Instructions for the task:
Your answer should repeat every line of the records below in which the word "true" appears.

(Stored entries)
————————

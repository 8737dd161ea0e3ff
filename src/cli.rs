//! Command-line interface definitions for scaffold-purge.
//!
//! This module defines the CLI structure using clap, including all subcommands
//! and their arguments. The main entry point is the [`Cli`] struct.
//!
//! # Example
//!
//! ```no_run
//! use scaffold_purge::cli::{Cli, Commands};
//!
//! // Parse command-line arguments
//! let cli = Cli::parse_args();
//!
//! // Access the parsed command
//! match cli.command() {
//!     Commands::Purge { variant, .. } => println!("Purging for {variant}"),
//!     _ => {}
//! }
//! ```

use std::path::{Path, PathBuf};

use clap::{Parser, Subcommand};

use crate::error::{PurgeError, Result};


/// Main command-line interface for scaffold-purge.
///
/// This struct represents the top-level CLI configuration, containing both
/// global options that apply to all commands and the specific subcommand
/// to execute.
#[derive(Debug, Parser)]
#[command(
    name = "scaffold-purge",
    bin_name = "scaffold-purge",
    author,
    version,
    about = "Trim a generated project scaffold down to one variant",
    long_about = None,
    propagate_version = true
)]
pub struct Cli {
    #[command(flatten)]
    global_opts: GlobalOpts,

    #[command(subcommand)]
    command: Commands,
}

/// Global options that apply to all scaffold-purge commands.
#[derive(Debug, Parser)]
pub struct GlobalOpts {
    /// Directory holding the `<variant>.yml` manifests
    #[arg(
        long,
        global = true,
        default_value = "manifests",
        env = "SCAFFOLD_PURGE_MANIFEST_DIR"
    )]
    manifest_dir: PathBuf,

    /// Enable verbose output (use multiple times for more verbosity)
    #[arg(short, long, global = true, action = clap::ArgAction::Count, env = "SCAFFOLD_PURGE_VERBOSE")]
    verbose: u8,

    /// Silence all output except for errors
    #[arg(
        short,
        long,
        global = true,
        conflicts_with = "verbose",
        env = "SCAFFOLD_PURGE_QUIET"
    )]
    quiet: bool,
}

impl GlobalOpts {
    /// Create a new builder for constructing `GlobalOpts` programmatically.
    pub fn builder() -> GlobalOptsBuilder {
        GlobalOptsBuilder::default()
    }

    /// Get the manifest directory
    pub fn manifest_dir(&self) -> &Path {
        &self.manifest_dir
    }

    /// Get the verbose level
    pub fn verbose(&self) -> u8 {
        self.verbose
    }

    /// Check if quiet mode is enabled
    pub fn quiet(&self) -> bool {
        self.quiet
    }
}

/// Builder for constructing `GlobalOpts` programmatically.
#[derive(Default)]
pub struct GlobalOptsBuilder {
    manifest_dir: Option<PathBuf>,
    verbose: u8,
    quiet: bool,
}

impl GlobalOptsBuilder {
    /// Set the manifest directory.
    pub fn manifest_dir(mut self, dir: impl Into<PathBuf>) -> Self {
        self.manifest_dir = Some(dir.into());
        self
    }

    /// Set the verbosity level (0 = normal, 1+ = verbose).
    pub fn verbose(mut self, level: u8) -> Self {
        self.verbose = level;
        self
    }

    /// Enable or disable quiet mode.
    pub fn quiet(mut self, quiet: bool) -> Self {
        self.quiet = quiet;
        self
    }

    /// Build the `GlobalOpts` instance with the configured values.
    pub fn build(self) -> GlobalOpts {
        GlobalOpts {
            manifest_dir: self
                .manifest_dir
                .unwrap_or_else(|| PathBuf::from("manifests")),
            verbose: self.verbose,
            quiet: self.quiet,
        }
    }
}

impl Cli {
    /// Get the global options
    pub fn global_opts(&self) -> &GlobalOpts {
        &self.global_opts
    }

    /// Get the command
    pub fn command(&self) -> &Commands {
        &self.command
    }

    /// Create a builder for programmatic construction
    pub fn builder() -> CliBuilder {
        CliBuilder::default()
    }

    /// Parse command line arguments
    pub fn parse_args() -> Self {
        Self::parse()
    }
}

/// Builder for [`Cli`]
#[derive(Debug, Default)]
pub struct CliBuilder {
    manifest_dir: Option<PathBuf>,
    verbose: u8,
    quiet: bool,
    command: Option<Commands>,
}

impl CliBuilder {
    /// Set the manifest directory
    pub fn manifest_dir(mut self, dir: impl Into<PathBuf>) -> Self {
        self.manifest_dir = Some(dir.into());
        self
    }

    /// Set the verbose level
    pub fn verbose(mut self, level: u8) -> Self {
        self.verbose = level;
        self
    }

    /// Enable quiet mode
    pub fn quiet(mut self, enabled: bool) -> Self {
        self.quiet = enabled;
        self
    }

    /// Set the command
    pub fn command(mut self, command: Commands) -> Self {
        self.command = Some(command);
        self
    }

    /// Build the Cli instance
    pub fn build(self) -> Result<Cli> {
        let command = self
            .command
            .ok_or_else(|| PurgeError::ConfigError("Command is required".to_string()))?;

        let mut global_opts = GlobalOpts::builder()
            .verbose(self.verbose)
            .quiet(self.quiet);
        if let Some(dir) = self.manifest_dir {
            global_opts = global_opts.manifest_dir(dir);
        }

        Ok(Cli {
            global_opts: global_opts.build(),
            command,
        })
    }
}

/// Available scaffold-purge subcommands.
#[derive(Debug, Clone, Subcommand)]
pub enum Commands {
    /// Delete everything the variant's manifest does not keep
    ///
    /// Walks the project directory, classifies every path as keep, protected
    /// or delete, and removes the delete set:
    /// - Paths matching a `keep:` pattern (or an enabled service's patterns)
    ///   survive, along with every directory above them
    /// - Directories matching a `protected:` pattern survive with their
    ///   contents
    /// - Everything else is removed, files first, then directories deepest
    ///   first
    Purge {
        /// Variant whose manifest selects what to keep (e.g. "PyFast")
        variant: String,

        /// Root of the generated project
        #[arg(long, default_value = ".", env = "SCAFFOLD_PURGE_PROJECT_DIR")]
        project_dir: PathBuf,

        /// Enable a service's extra keep patterns (repeatable or comma-separated)
        #[arg(
            long = "service",
            value_delimiter = ',',
            env = "SCAFFOLD_PURGE_SERVICES"
        )]
        services: Vec<String>,

        /// Show what would be deleted without actually deleting
        #[arg(long, env = "SCAFFOLD_PURGE_DRY_RUN")]
        dry_run: bool,

        /// Initialize a Git repository and commit the result
        ///
        /// Runs after the purge. A later purge of the same project removes
        /// `.git` unless the manifest keeps or protects it.
        #[arg(long, env = "SCAFFOLD_PURGE_GIT")]
        git: bool,

        /// Skip the project tree listing after the purge
        #[arg(long)]
        no_tree: bool,
    },

    /// Validate a manifest and its patterns without touching any project
    Check {
        /// Variant whose manifest should be checked
        variant: String,

        /// Services to include when compiling keep patterns
        #[arg(long = "service", value_delimiter = ',')]
        services: Vec<String>,
    },

    /// Print the directory tree of a project
    Tree {
        /// Directory to list
        #[arg(default_value = ".")]
        dir: PathBuf,
    },
}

————————

Output for this exercise:
    propagate_version = true
        global = true,
    #[arg(short, long, global = true, action = clap::ArgAction::Count, env = "SCAFFOLD_PURGE_VERBOSE")]
        global = true,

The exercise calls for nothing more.